**Task statement**
Repeat each entry in full, exactly.

[Dataset entries]

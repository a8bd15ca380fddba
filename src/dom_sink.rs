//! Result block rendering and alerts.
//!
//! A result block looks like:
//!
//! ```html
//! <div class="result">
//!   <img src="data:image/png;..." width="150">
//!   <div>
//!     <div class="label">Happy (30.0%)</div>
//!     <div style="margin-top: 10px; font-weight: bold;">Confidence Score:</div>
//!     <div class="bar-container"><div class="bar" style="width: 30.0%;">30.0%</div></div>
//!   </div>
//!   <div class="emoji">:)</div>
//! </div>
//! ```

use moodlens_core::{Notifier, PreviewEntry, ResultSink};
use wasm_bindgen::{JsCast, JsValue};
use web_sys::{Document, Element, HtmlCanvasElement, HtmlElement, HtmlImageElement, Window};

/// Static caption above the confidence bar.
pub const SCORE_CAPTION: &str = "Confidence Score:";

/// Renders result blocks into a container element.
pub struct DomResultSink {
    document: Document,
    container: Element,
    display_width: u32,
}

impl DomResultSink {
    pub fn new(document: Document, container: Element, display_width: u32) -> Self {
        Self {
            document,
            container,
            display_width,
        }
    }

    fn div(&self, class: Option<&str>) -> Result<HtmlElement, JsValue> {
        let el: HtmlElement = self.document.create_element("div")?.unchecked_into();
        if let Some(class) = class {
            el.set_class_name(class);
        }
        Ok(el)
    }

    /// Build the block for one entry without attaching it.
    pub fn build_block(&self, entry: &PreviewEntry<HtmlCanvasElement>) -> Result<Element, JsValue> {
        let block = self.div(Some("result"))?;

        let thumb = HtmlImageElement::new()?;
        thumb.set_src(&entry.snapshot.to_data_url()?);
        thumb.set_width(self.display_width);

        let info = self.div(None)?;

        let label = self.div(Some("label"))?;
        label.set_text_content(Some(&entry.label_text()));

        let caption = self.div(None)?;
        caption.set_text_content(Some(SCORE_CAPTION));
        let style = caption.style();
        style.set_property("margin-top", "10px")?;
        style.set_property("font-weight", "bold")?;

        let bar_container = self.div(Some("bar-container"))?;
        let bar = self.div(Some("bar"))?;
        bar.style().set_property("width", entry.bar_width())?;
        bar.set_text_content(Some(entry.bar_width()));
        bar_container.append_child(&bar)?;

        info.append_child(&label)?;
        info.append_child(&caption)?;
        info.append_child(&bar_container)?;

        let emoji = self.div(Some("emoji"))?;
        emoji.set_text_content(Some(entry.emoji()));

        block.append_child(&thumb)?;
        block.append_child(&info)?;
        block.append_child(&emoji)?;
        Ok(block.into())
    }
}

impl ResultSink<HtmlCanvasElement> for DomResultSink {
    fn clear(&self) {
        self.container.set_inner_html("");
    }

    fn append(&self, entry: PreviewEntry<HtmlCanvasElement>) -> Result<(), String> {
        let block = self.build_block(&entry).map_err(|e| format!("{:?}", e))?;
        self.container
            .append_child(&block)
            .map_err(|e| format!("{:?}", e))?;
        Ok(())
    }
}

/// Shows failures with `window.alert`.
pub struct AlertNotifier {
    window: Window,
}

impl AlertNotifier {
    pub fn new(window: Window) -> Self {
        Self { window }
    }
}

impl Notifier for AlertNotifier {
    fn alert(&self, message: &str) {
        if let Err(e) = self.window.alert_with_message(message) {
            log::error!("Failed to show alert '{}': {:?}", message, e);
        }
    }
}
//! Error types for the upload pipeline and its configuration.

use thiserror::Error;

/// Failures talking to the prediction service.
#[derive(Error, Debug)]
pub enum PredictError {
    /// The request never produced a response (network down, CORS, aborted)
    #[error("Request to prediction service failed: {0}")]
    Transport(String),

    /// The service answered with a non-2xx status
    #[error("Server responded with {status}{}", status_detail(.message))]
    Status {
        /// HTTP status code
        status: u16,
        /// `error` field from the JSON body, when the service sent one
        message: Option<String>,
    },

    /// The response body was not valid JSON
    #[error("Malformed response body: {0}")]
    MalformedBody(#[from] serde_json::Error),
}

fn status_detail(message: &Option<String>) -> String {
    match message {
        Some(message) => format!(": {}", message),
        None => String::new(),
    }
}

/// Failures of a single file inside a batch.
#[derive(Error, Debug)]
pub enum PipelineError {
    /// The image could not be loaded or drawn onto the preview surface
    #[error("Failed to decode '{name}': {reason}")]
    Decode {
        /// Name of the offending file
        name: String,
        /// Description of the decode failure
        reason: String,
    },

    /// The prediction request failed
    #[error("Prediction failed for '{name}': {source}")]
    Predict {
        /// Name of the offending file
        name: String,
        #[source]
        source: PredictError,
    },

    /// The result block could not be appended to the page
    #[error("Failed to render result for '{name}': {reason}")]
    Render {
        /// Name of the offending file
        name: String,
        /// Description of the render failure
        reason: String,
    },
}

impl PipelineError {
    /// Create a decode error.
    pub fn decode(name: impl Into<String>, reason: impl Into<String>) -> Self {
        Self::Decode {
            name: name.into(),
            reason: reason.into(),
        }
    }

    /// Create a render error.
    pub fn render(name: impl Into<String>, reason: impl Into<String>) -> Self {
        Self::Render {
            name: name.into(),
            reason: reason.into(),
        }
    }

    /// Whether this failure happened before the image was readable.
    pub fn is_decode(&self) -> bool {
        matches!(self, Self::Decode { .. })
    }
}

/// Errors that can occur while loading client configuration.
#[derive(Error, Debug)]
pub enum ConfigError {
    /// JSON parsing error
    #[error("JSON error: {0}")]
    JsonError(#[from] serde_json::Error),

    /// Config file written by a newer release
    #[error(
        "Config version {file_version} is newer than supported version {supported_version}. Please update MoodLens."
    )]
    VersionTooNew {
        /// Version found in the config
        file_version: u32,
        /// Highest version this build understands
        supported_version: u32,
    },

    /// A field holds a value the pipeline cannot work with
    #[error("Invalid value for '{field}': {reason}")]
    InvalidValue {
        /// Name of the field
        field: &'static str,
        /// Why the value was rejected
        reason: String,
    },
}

**Response to this exercise**
repository a8bd15ca380fddba
filename src/dom_sink.rs
//! Result block rendering and alerts.
//!
//! A result block looks like:
//!
//! ```html
//! <div class="result">
//!   <img src="data:image/png;..." width="150">
//!   <div>
//!     <div class="label">Happy (30.0%)</div>
//!     <div style="margin-top: 10px; font-weight: bold;">Confidence Score:</div>
//!     <div class="bar-container"><div class="bar" style="width: 30.0%;">30.0%</div></div>
//!   </div>
//!   <div class="emoji">:)</div>
//! </div>
//! ```

use moodlens_core::{Notifier, PreviewEntry, ResultSink};
use wasm_bindgen::{JsCast, JsValue};
use web_sys::{Document, Element, HtmlCanvasElement, HtmlElement, HtmlImageElement, Window};

/// Static caption above the confidence bar.
pub const SCORE_CAPTION: &str = "Confidence Score:";

/// Renders result blocks into a container element.
pub struct DomResultSink {
    document: Document,
    container: Element,
    display_width: u32,
}

impl DomResultSink {
    pub fn new(document: Document, container: Element, display_width: u32) -> Self {
        Self {
            document,
            container,
            display_width,
        }
    }

    fn div(&self, class: Option<&str>) -> Result<HtmlElement, JsValue> {
        let el: HtmlElement = self.document.create_element("div")?.unchecked_into();
        if let Some(class) = class {
            el.set_class_name(class);
        }
        Ok(el)
    }

    /// Build the block for one entry without attaching it.
    pub fn build_block(&self, entry: &PreviewEntry<HtmlCanvasElement>) -> Result<Element, JsValue> {
        let block = self.div(Some("result"))?;

        let thumb = HtmlImageElement::new()?;
        thumb.set_src(&entry.snapshot.to_data_url()?);
        thumb.set_width(self.display_width);

        let info = self.div(None)?;

        let label = self.div(Some("label"))?;
        label.set_text_content(Some(&entry.label_text()));

        let caption = self.div(None)?;
        caption.set_text_content(Some(SCORE_CAPTION));
        let style = caption.style();
        style.set_property("margin-top", "10px")?;
        style.set_property("font-weight", "bold")?;

        let bar_container = self.div(Some("bar-container"))?;
        let bar = self.div(Some("bar"))?;
        bar.style().set_property("width", entry.bar_width())?;
        bar.set_text_content(Some(entry.bar_width()));
        bar_container.append_child(&bar)?;

        info.append_child(&label)?;
        info.append_child(&caption)?;
        info.append_child(&bar_container)?;

        let emoji = self.div(Some("emoji"))?;
        emoji.set_text_content(Some(entry.emoji()));

        block.append_child(&thumb)?;
        block.append_child(&info)?;
        block.append_child(&emoji)?;
        Ok(block.into())
    }
}

impl ResultSink<HtmlCanvasElement> for DomResultSink {
    fn clear(&self) {
        self.container.set_inner_html("");
    }

    fn append(&self, entry: PreviewEntry<HtmlCanvasElement>) -> Result<(), String> {
        let block = self.build_block(&entry).map_err(|e| format!("{:?}", e))?;
        self.container
            .append_child(&block)
            .map_err(|e| format!("{:?}", e))?;
        Ok(())
    }
}

/// Shows failures with `window.alert`.
pub struct AlertNotifier {
    window: Window,
}

impl AlertNotifier {
    pub fn new(window: Window) -> Self {
        Self { window }
    }
}

impl Notifier for AlertNotifier {
    fn alert(&self, message: &str) {
        if let Err(e) = self.window.alert_with_message(message) {
            log::error!("Failed to show alert '{}': {:?}", message, e);
        }
    }
}
//! Error types for the upload pipeline and its configuration.

use thiserror::Error;

/// Failures talking to the prediction service.
#[derive(Error, Debug)]
pub enum PredictError {
    /// The request never produced a response (network down, CORS, aborted)
    #[error("Request to prediction service failed: {0}")]
    Transport(String),

    /// The service answered with a non-2xx status
    #[error("Server responded with {status}{}", status_detail(.message))]
    Status {
        /// HTTP status code
        status: u16,
        /// `error` field from the JSON body, when the service sent one
        message: Option<String>,
    },

    /// The response body was not valid JSON
    #[error("Malformed response body: {0}")]
    MalformedBody(#[from] serde_json::Error),
}

fn status_detail(message: &Option<String>) -> String {
    match message {
        Some(message) => format!(": {}", message),
        None => String::new(),
    }
}

/// Failures of a single file inside a batch.
#[derive(Error, Debug)]
pub enum PipelineError {
    /// The image could not be loaded or drawn onto the preview surface
    #[error("Failed to decode '{name}': {reason}")]
    Decode {
        /// Name of the offending file
        name: String,
        /// Description of the decode failure
        reason: String,
    },

    /// The prediction request failed
    #[error("Prediction failed for '{name}': {source}")]
    Predict {
        /// Name of the offending file
        name: String,
        #[source]
        source: PredictError,
    },

    /// The result block could not be appended to the page
    #[error("Failed to render result for '{name}': {reason}")]
    Render {
        /// Name of the offending file
        name: String,
        /// Description of the render failure
        reason: String,
    },
}

impl PipelineError {
    /// Create a decode error.
    pub fn decode(name: impl Into<String>, reason: impl Into<String>) -> Self {
        Self::Decode {
            name: name.into(),
            reason: reason.into(),
        }
    }

    /// Create a render error.
    pub fn render(name: impl Into<String>, reason: impl Into<String>) -> Self {
        Self::Render {
            name: name.into(),
            reason: reason.into(),
        }
    }

    /// Whether this failure happened before the image was readable.
    pub fn is_decode(&self) -> bool {
        matches!(self, Self::Decode { .. })
    }
}

/// Errors that can occur while loading client configuration.
#[derive(Error, Debug)]
pub enum ConfigError {
    /// JSON parsing error
    #[error("JSON error: {0}")]
    JsonError(#[from] serde_json::Error),

    /// Config file written by a newer release
    #[error(
        "Config version {file_version} is newer than supported version {supported_version}. Please update MoodLens."
    )]
    VersionTooNew {
        /// Version found in the config
        file_version: u32,
        /// Highest version this build understands
        supported_version: u32,
    },

    /// A field holds a value the pipeline cannot work with
    #[error("Invalid value for '{field}': {reason}")]
    InvalidValue {
        /// Name of the field
        field: &'static str,
        /// Why the value was rejected
        reason: String,
    },
}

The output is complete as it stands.